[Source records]
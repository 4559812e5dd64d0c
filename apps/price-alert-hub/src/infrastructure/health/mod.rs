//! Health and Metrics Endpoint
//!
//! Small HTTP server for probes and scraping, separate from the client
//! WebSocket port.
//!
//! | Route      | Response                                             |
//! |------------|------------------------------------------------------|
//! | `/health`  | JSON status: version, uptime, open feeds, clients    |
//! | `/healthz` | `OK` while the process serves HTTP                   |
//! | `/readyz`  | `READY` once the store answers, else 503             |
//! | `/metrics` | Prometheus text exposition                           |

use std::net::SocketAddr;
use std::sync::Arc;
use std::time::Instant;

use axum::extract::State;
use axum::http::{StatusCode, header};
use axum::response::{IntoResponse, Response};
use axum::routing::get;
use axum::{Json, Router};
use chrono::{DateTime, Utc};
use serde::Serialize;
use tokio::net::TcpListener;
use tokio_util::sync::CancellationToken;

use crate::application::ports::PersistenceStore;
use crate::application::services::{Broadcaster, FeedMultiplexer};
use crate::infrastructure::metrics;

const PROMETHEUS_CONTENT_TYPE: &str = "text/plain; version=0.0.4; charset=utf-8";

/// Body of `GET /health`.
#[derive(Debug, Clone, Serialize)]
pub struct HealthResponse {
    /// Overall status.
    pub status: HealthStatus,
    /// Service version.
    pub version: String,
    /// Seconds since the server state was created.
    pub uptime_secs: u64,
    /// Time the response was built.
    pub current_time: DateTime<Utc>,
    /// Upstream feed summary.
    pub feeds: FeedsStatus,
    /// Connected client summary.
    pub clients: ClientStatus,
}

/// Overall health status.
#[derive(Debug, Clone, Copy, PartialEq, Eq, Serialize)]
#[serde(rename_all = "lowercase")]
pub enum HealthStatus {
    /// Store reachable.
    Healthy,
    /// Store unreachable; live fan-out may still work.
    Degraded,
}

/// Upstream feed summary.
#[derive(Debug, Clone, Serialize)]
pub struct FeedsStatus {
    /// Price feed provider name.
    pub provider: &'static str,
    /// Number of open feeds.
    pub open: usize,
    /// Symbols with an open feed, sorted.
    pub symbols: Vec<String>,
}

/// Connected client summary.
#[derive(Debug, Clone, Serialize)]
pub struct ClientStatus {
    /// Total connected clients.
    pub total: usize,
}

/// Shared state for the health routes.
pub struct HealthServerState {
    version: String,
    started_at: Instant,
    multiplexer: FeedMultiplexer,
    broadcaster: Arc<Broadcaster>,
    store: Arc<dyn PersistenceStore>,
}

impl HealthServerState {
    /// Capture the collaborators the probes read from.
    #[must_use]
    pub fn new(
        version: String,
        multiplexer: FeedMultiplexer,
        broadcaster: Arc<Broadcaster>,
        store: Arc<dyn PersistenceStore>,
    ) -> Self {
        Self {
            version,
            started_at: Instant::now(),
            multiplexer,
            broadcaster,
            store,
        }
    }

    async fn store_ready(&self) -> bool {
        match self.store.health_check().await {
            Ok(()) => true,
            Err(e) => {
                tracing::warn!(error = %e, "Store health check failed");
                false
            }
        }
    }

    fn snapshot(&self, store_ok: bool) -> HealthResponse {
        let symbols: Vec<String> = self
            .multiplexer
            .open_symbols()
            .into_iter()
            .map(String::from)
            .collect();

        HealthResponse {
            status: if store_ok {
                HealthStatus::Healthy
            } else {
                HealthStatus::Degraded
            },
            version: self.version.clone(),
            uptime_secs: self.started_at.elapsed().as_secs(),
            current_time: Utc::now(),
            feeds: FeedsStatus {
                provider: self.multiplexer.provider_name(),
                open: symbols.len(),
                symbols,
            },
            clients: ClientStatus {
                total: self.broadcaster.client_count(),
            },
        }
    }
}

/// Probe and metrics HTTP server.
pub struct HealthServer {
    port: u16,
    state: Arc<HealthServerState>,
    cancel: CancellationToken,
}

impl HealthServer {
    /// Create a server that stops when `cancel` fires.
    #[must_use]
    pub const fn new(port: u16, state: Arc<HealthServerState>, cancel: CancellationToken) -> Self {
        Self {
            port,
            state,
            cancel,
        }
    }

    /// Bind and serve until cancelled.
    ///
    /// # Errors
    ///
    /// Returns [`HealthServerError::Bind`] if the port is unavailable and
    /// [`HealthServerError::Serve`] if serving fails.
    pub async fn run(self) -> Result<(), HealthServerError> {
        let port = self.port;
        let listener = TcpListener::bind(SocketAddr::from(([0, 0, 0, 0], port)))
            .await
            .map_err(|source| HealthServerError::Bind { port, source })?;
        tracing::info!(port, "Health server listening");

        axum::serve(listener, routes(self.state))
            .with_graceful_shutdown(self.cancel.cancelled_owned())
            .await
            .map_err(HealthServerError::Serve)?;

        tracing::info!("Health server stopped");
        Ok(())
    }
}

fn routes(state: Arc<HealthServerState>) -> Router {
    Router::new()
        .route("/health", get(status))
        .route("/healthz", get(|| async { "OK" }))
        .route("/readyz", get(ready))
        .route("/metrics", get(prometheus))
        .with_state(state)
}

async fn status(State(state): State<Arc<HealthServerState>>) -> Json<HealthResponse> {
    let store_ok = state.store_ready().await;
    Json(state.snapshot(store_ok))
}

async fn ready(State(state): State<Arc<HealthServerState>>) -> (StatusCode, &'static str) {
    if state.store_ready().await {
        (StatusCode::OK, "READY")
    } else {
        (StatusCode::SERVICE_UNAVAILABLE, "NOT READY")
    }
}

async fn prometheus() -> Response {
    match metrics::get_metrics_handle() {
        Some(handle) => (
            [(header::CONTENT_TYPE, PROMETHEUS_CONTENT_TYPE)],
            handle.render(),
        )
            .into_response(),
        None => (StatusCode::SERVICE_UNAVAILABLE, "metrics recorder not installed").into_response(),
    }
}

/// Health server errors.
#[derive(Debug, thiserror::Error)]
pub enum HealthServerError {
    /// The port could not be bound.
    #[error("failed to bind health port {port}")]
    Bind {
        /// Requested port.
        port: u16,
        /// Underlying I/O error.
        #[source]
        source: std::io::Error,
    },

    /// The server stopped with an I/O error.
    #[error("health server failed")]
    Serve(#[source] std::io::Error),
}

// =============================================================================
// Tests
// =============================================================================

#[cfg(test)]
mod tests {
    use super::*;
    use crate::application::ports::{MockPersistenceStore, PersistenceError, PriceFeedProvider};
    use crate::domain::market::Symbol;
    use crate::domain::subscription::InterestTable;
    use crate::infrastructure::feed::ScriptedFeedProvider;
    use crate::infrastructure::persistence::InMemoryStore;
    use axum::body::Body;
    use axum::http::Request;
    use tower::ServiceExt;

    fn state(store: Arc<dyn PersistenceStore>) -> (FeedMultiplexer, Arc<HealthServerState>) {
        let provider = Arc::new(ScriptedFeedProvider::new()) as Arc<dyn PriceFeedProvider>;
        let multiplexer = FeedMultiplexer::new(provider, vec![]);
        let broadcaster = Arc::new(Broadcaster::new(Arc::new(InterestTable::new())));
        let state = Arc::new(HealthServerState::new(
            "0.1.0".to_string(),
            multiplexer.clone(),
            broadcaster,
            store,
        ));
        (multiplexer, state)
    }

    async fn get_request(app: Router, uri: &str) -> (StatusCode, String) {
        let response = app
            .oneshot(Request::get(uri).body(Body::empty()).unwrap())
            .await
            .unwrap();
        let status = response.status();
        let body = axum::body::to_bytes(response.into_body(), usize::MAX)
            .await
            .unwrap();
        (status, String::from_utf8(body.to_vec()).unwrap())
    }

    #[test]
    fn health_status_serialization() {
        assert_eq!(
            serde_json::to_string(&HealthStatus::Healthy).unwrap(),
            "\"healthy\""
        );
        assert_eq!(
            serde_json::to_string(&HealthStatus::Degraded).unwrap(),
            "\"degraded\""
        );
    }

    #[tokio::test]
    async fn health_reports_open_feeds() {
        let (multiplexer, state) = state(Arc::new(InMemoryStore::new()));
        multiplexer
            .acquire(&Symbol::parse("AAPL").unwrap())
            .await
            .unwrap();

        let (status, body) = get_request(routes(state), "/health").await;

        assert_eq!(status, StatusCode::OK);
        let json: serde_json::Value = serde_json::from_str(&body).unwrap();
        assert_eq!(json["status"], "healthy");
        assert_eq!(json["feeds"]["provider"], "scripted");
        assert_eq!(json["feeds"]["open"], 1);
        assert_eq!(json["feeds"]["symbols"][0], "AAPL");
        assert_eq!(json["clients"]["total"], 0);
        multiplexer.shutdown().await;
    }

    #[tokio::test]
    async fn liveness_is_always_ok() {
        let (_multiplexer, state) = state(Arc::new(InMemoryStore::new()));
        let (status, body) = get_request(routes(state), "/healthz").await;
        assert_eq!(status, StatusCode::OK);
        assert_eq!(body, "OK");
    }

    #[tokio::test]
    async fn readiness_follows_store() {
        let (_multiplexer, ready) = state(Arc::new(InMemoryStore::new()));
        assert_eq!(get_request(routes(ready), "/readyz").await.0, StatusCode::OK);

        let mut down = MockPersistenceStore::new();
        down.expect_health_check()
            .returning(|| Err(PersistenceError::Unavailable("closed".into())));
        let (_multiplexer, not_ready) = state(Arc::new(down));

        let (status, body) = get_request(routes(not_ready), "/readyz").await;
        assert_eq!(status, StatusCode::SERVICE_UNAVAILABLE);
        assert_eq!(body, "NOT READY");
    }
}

- **Task requirements**:
Starting with the first line of the records above, give back each line exactly until the line with "use tokio_util::sync::CancellationToken;" has been given as well.

- **Exercise output**:
repository 4559812e5dd64d0c
filename apps/price-alert-hub/src/infrastructure/health/mod.rs
//! Health and Metrics Endpoint
//!
//! Small HTTP server for probes and scraping, separate from the client
//! WebSocket port.
//!
//! | Route      | Response                                             |
//! |------------|------------------------------------------------------|
//! | `/health`  | JSON status: version, uptime, open feeds, clients    |
//! | `/healthz` | `OK` while the process serves HTTP                   |
//! | `/readyz`  | `READY` once the store answers, else 503             |
//! | `/metrics` | Prometheus text exposition                           |

use std::net::SocketAddr;
use std::sync::Arc;
use std::time::Instant;

use axum::extract::State;
use axum::http::{StatusCode, header};
use axum::response::{IntoResponse, Response};
use axum::routing::get;
use axum::{Json, Router};
use chrono::{DateTime, Utc};
use serde::Serialize;
use tokio::net::TcpListener;
use tokio_util::sync::CancellationToken;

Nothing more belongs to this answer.